O governo do Panamá instaurou uma investigação oficial para apurar denúncias sobre o aliciamento de cidadãos panamenhos para atuar no conflito entre a Rússia e a Ucrânia. A apuração busca identificar se redes internacionais estão operando no país com ofertas de trabalho ou recrutamento para envio de combatentes ao Leste Europeu.
As investigações foram iniciadas após o surgimento de indícios de que nacionais estariam sendo contactados e atraídos por propostas financeiras para integrar forças no teatro de operações da guerra.
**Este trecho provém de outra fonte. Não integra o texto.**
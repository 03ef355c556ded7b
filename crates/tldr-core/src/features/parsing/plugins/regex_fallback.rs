//! Regex-fallback extractor (§4.1) for languages with no grammar wired up
//! in this registry: C, C++, C#, Ruby, PHP, Swift, Scala. Extraction is
//! best-effort — function signatures and `IDENT(` call sites, no CFG/DFG
//! (callers get `CFGInfo::trivial`), never fatal when a file doesn't match.

use once_cell::sync::Lazy;
use regex::Regex;

use crate::shared::models::{CallEdge, FileFacts, FunctionFact, ImportFact, ImportKind};
use crate::shared::ports::language::Language;

use super::super::ports::{LanguagePlugin, SyntaxProfile};

struct LangSyntax {
    function_header: &'static Regex,
    import_line: &'static Regex,
    import_kind: ImportKind,
}

static CALL_SITE: Lazy<Regex> = Lazy::new(|| Regex::new(r"([A-Za-z_][A-Za-z0-9_]*)\s*\(").unwrap());

static C_FUNCTION: Lazy<Regex> = Lazy::new(|| {
    Regex::new(r"^[A-Za-z_][A-Za-z0-9_ *]*?\b(?P<name>[A-Za-z_][A-Za-z0-9_]*)\s*\((?P<params>[^)]*)\)\s*\{").unwrap()
});
static C_INCLUDE: Lazy<Regex> = Lazy::new(|| Regex::new(r#"^\s*#include\s*[<"](?P<path>[^>"]+)[>"]"#).unwrap());

static CSHARP_FUNCTION: Lazy<Regex> = Lazy::new(|| {
    Regex::new(r"^\s*(?:public|private|protected|internal|static|\s)*\b[\w<>\[\],]+\s+(?P<name>[A-Za-z_][A-Za-z0-9_]*)\s*\((?P<params>[^)]*)\)\s*\{?").unwrap()
});
static CSHARP_USING: Lazy<Regex> = Lazy::new(|| Regex::new(r"^\s*using\s+(?P<path>[\w.]+)\s*;").unwrap());

static RUBY_FUNCTION: Lazy<Regex> = Lazy::new(|| Regex::new(r"^\s*def\s+(?P<name>[A-Za-z_][A-Za-z0-9_?!]*)\s*(?:\((?P<params>[^)]*)\))?").unwrap());
static RUBY_REQUIRE: Lazy<Regex> = Lazy::new(|| Regex::new(r#"^\s*require(?:_relative)?\s+['"](?P<path>[^'"]+)['"]"#).unwrap());

static PHP_FUNCTION: Lazy<Regex> = Lazy::new(|| Regex::new(r"^\s*function\s+(?P<name>[A-Za-z_][A-Za-z0-9_]*)\s*\((?P<params>[^)]*)\)").unwrap());
static PHP_INCLUDE: Lazy<Regex> = Lazy::new(|| Regex::new(r#"^\s*(?:require|include)(?:_once)?\s*\(?\s*['"](?P<path>[^'"]+)['"]"#).unwrap());

static SWIFT_FUNCTION: Lazy<Regex> = Lazy::new(|| Regex::new(r"^\s*func\s+(?P<name>[A-Za-z_][A-Za-z0-9_]*)\s*\((?P<params>[^)]*)\)").unwrap());
static SWIFT_IMPORT: Lazy<Regex> = Lazy::new(|| Regex::new(r"^\s*import\s+(?P<path>[\w.]+)").unwrap());

static SCALA_FUNCTION: Lazy<Regex> = Lazy::new(|| Regex::new(r"^\s*def\s+(?P<name>[A-Za-z_][A-Za-z0-9_]*)\s*\((?P<params>[^)]*)\)").unwrap());
static SCALA_IMPORT: Lazy<Regex> = Lazy::new(|| Regex::new(r"^\s*import\s+(?P<path>[\w.{}, ]+)").unwrap());

fn syntax_for(language: Language) -> LangSyntax {
    match language {
        Language::C | Language::Cpp => LangSyntax {
            function_header: &C_FUNCTION,
            import_line: &C_INCLUDE,
            import_kind: ImportKind::IncludeSystem,
        },
        Language::CSharp => LangSyntax {
            function_header: &CSHARP_FUNCTION,
            import_line: &CSHARP_USING,
            import_kind: ImportKind::Using,
        },
        Language::Ruby => LangSyntax {
            function_header: &RUBY_FUNCTION,
            import_line: &RUBY_REQUIRE,
            import_kind: ImportKind::Require,
        },
        Language::Php => LangSyntax {
            function_header: &PHP_FUNCTION,
            import_line: &PHP_INCLUDE,
            import_kind: ImportKind::IncludeLocal,
        },
        Language::Swift => LangSyntax {
            function_header: &SWIFT_FUNCTION,
            import_line: &SWIFT_IMPORT,
            import_kind: ImportKind::Import,
        },
        Language::Scala => LangSyntax {
            function_header: &SCALA_FUNCTION,
            import_line: &SCALA_IMPORT,
            import_kind: ImportKind::Import,
        },
        _ => unreachable!("RegexFallbackPlugin only constructed for fallback languages"),
    }
}

fn parse_params(raw: &str) -> Vec<String> {
    raw.split(',')
        .map(|p| p.trim())
        .filter(|p| !p.is_empty())
        .map(|p| {
            // Best-effort: the last whitespace-or-colon-separated token that
            // looks like an identifier is usually the parameter name across
            // C/C#/Swift/Scala signatures; Ruby/PHP params are bare already.
            p.split(|c: char| c == ':' || c == ' ')
                .filter(|t| !t.is_empty())
                .last()
                .unwrap_or(p)
                .trim_start_matches('$')
                .trim_start_matches('*')
                .trim_start_matches('&')
                .to_string()
        })
        .collect()
}

/// One extractor shared by every grammar-less language; `language` picks
/// which fixed regex table from §4.1 to use.
pub struct RegexFallbackPlugin {
    language: Language,
}

impl RegexFallbackPlugin {
    pub fn new(language: Language) -> Self {
        assert!(
            !language.has_grammar() && !language.is_luau(),
            "RegexFallbackPlugin is only for languages without a wired-up grammar"
        );
        Self { language }
    }
}

impl LanguagePlugin for RegexFallbackPlugin {
    fn language(&self) -> Language {
        self.language
    }

    fn extract_facts(&self, source: &str, file_path: &str) -> FileFacts {
        let content_hash = blake3::hash(source.as_bytes()).to_hex().to_string();
        let mut facts = FileFacts::empty(file_path.to_string(), content_hash, self.language);
        let syntax = syntax_for(self.language);

        let mut current_fn: Option<(String, u32)> = None;
        for (idx, line) in source.lines().enumerate() {
            let line_no = idx as u32 + 1;
            if let Some(caps) = syntax.function_header.captures(line) {
                if let Some((prev_name, prev_start)) = current_fn.take() {
                    facts.functions.push(FunctionFact::new(
                        prev_name,
                        Vec::new(),
                        prev_start,
                        line_no.saturating_sub(1).max(prev_start),
                        self.language,
                        file_path,
                    ));
                }
                let name = caps.name("name").map(|m| m.as_str().to_string()).unwrap_or_default();
                let params = caps.name("params").map(|m| parse_params(m.as_str())).unwrap_or_default();
                facts.functions.push(FunctionFact::new(name.clone(), params, line_no, line_no, self.language, file_path));
                current_fn = Some((name, line_no));
            }
        }

        for (idx, line) in source.lines().enumerate() {
            let line_no = idx as u32 + 1;
            for caps in CALL_SITE.captures_iter(line) {
                let callee = caps.get(1).unwrap().as_str();
                if syntax.function_header.is_match(line) {
                    continue;
                }
                facts.intra_calls.push(CallEdge::new(None, callee, line_no, caps.get(1).unwrap().start() as u32));
            }
        }

        facts.imports = self.parse_imports(source);
        facts
    }

    fn parse_imports(&self, source: &str) -> Vec<ImportFact> {
        let syntax = syntax_for(self.language);
        let mut imports = Vec::new();
        for (idx, line) in source.lines().enumerate() {
            if let Some(caps) = syntax.import_line.captures(line) {
                let path = caps.name("path").map(|m| m.as_str().to_string()).unwrap_or_default();
                imports.push(ImportFact::new(syntax.import_kind, path, idx as u32 + 1));
            }
        }
        imports
    }

    fn syntax_profile(&self) -> Option<&SyntaxProfile> {
        None
    }
}

#[cfg(test)]
mod tests {
    use super::*;

    #[test]
    fn test_c_function_and_include() {
        let plugin = RegexFallbackPlugin::new(Language::C);
        let source = "#include <stdio.h>\n\nint add(int a, int b) {\n    return a + b;\n}\n";
        let facts = plugin.extract_facts(source, "add.c");
        assert!(facts.functions.iter().any(|f| f.name == "add"));
        assert_eq!(facts.imports.len(), 1);
        assert_eq!(facts.imports[0].module, "stdio.h");
    }

    #[test]
    fn test_ruby_function_and_require() {
        let plugin = RegexFallbackPlugin::new(Language::Ruby);
        let source = "require 'json'\n\ndef greet(name)\n  puts name\nend\n";
        let facts = plugin.extract_facts(source, "greet.rb");
        assert!(facts.functions.iter().any(|f| f.name == "greet"));
        assert_eq!(facts.imports[0].module, "json");
    }

    #[test]
    fn test_swift_function() {
        let plugin = RegexFallbackPlugin::new(Language::Swift);
        let source = "import Foundation\n\nfunc add(a: Int, b: Int) -> Int {\n    return a + b\n}\n";
        let facts = plugin.extract_facts(source, "Add.swift");
        assert!(facts.functions.iter().any(|f| f.name == "add"));
    }

    #[test]
    #[should_panic]
    fn test_rejects_grammar_backed_language() {
        RegexFallbackPlugin::new(Language::Python);
    }
}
O Ministério Público local e órgãos de inteligência analisam a atuação de intermediários que possam estar recrutando voluntários.
O caso do Panamá insere-se em um contexto regional no qual outros países da América Latina, como Colômbia, Peru e Bolívia, também instauraram apurações semelhantes sobre a contratação de civis por empresas militares privadas e redes de aliciamento ligadas a ambos os lados do confronto.
As autoridades panamenhas buscam mapear os canais de comunicação utilizados pelos recrutadores e determinar eventuais violações às leis de segurança nacional e de combate ao tráfico de pessoas. O governo informou que acompanha os desdobramentos e avalia o uso de mecanismos de cooperação internacional para esclarecer a dimensão do esquema.